Reference ontologies play an essential role in organising knowledge in
the life sciences and other domains. They are built and maintained
manually. Since this is an expensive process, many reference ontologies
only cover a small fraction of their domain. The goal of this project is
to develop techniques that enable the automatic extension of the
coverage of a reference ontology by extending it with classes that have
not yet been manually added. The extension shall be faithful to the
(often implicit) design decisions by the developers of the reference
ontology. While this is a generic problem, our use case addresses the
automatic extension of the Chemical Entities of Biological Interest
(ChEBI) ontology with classes of molecules, since the chemical domain is
particularly suited to our approach. We achieve our goal by using the
leaf classes of the manually curated reference ontology to train a
system to predict subclass relationships between mid-level classes and
new classes. Thus, our method uses machine learning techniques, but – in
contrast to other approaches – does not rely on text corpora as input,
but uses the content of the ontology itself. Annotations of classes that
provide information that are relevant for the classification of a given
entity within the ontology play a key role in this learning task. E.g.,
in the case of ChEBI these are annotations that represent the structure
of chemical entities (e.g., molecules and functional groups). In
addition, the axioms of the ontology are represented as logical neural
networks, which are used during the training of prediction models. Thus,
our approach for ontology extension uses neural-symbolic integration.
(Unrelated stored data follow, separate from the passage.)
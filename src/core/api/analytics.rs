//! Survey coverage analytics.
//!
//! The backend aggregates; this module only shapes the query window and
//! decodes the rows. The default window mirrors the bot campaigns: two
//! years back, a bit over one year forward.

use chrono::{Duration, Utc};
use serde::Deserialize;

use super::client;
use super::error::ApiResult;
use super::page::with_query;

#[derive(Debug, Clone, PartialEq, Deserialize)]
pub struct CourseYearCoverage {
    pub course_year: i64,
    pub total: i64,
    pub responded: i64,
    pub coverage_percent: f64,
}

#[derive(Debug, Clone, PartialEq, Deserialize)]
pub struct ProgramYearCoverage {
    pub program_id: String,
    pub program_name: String,
    pub course_year: i64,
    pub total: i64,
    pub responded: i64,
    pub coverage_percent: f64,
}

/// Whole-campaign totals plus the per-year and per-program breakdowns.
#[derive(Debug, Clone, PartialEq, Deserialize)]
pub struct EnrollmentOverview {
    pub total_students: i64,
    pub total_responded: i64,
    pub coverage_percent: f64,
    #[serde(default)]
    pub by_year: Vec<CourseYearCoverage>,
    #[serde(default)]
    pub by_program: Vec<ProgramYearCoverage>,
}

/// Academic years with survey data, newest first.
pub async fn academic_years() -> ApiResult<Vec<String>> {
    client::get("/api/v1/analytics/alumni/academic-years").await
}

pub async fn enrollment_overview(academic_year: Option<&str>) -> ApiResult<EnrollmentOverview> {
    let path = coverage_path("/api/v1/analytics/alumni/enrollments-overview", academic_year);
    client::get(&path).await
}

fn coverage_path(base: &str, academic_year: Option<&str>) -> String {
    let from = (Utc::now() - Duration::days(730)).to_rfc3339();
    let to = (Utc::now() + Duration::days(400)).to_rfc3339();
    match academic_year {
        Some(year) => with_query(base, &[("from", &from), ("to", &to), ("academic_year", year)]),
        None => with_query(base, &[("from", &from), ("to", &to)]),
    }
}

#[cfg(test)]
mod tests {
    use super::*;
    use serde_json::json;

    #[test]
    fn test_overview_deserializes() {
        let overview: EnrollmentOverview = serde_json::from_value(json!({
            "total_students": 1200,
            "total_responded": 960,
            "coverage_percent": 80.0,
            "by_year": [
                { "course_year": 1, "total": 300, "responded": 270, "coverage_percent": 90.0 }
            ],
            "by_program": [
                {
                    "program_id": "p1",
                    "program_name": "Mechanical Engineering",
                    "course_year": 1,
                    "total": 150,
                    "responded": 120,
                    "coverage_percent": 80.0
                }
            ]
        }))
        .unwrap();
        assert_eq!(overview.by_year.len(), 1);
        assert_eq!(overview.by_program[0].responded, 120);
    }

    #[test]
    fn test_overview_breakdowns_default_to_empty() {
        let overview: EnrollmentOverview = serde_json::from_value(json!({
            "total_students": 0,
            "total_responded": 0,
            "coverage_percent": 0.0
        }))
        .unwrap();
        assert!(overview.by_year.is_empty());
        assert!(overview.by_program.is_empty());
    }

    #[test]
    fn test_coverage_path_includes_window() {
        let path = coverage_path("/api/v1/analytics/alumni/enrollments-overview", None);
        assert!(path.contains("from="));
        assert!(path.contains("to="));
        assert!(!path.contains("academic_year"));

        let path = coverage_path(
            "/api/v1/analytics/alumni/enrollments-overview",
            Some("2025/2026"),
        );
        assert!(path.contains("academic_year=2025%2F2026"));
    }
}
In our previous work we have established the feasibility of the approach
by comparing the performance of a number of machine learning approaches
at subclass prediction. In spite of the limitations of this initial
work, the performance of some of our models compare positively to
ClassyFire. The latter is a rule-based system representing the state of
the art for this task, and is already being used in the development of
ChEBI. Furthermore, our results show that different machine learning
approaches are suited for different kinds of chemical entities. Thus, we
plan to use an ensemble approach in our project. The outcomes of this
project will be (a) a benchmark training set for training models for
chemical ontology extension, and (b) a system that – when provided with a
set of new chemical entities as input – will automatically generate a
new ontology that extends ChEBI to cover these entities. The benefit of
this work is a novel methodology for extending the coverage of existing
reference ontologies. If adopted, it will allow improved
interoperability and knowledge integration for the communities that use
these reference ontologies. Another benefit will be a novel
neural-symbolic architecture, integrating graph neural networks,
transformers and logical neural networks. We will also explore methods
for explainability of neural networks using neural-symbolic approaches.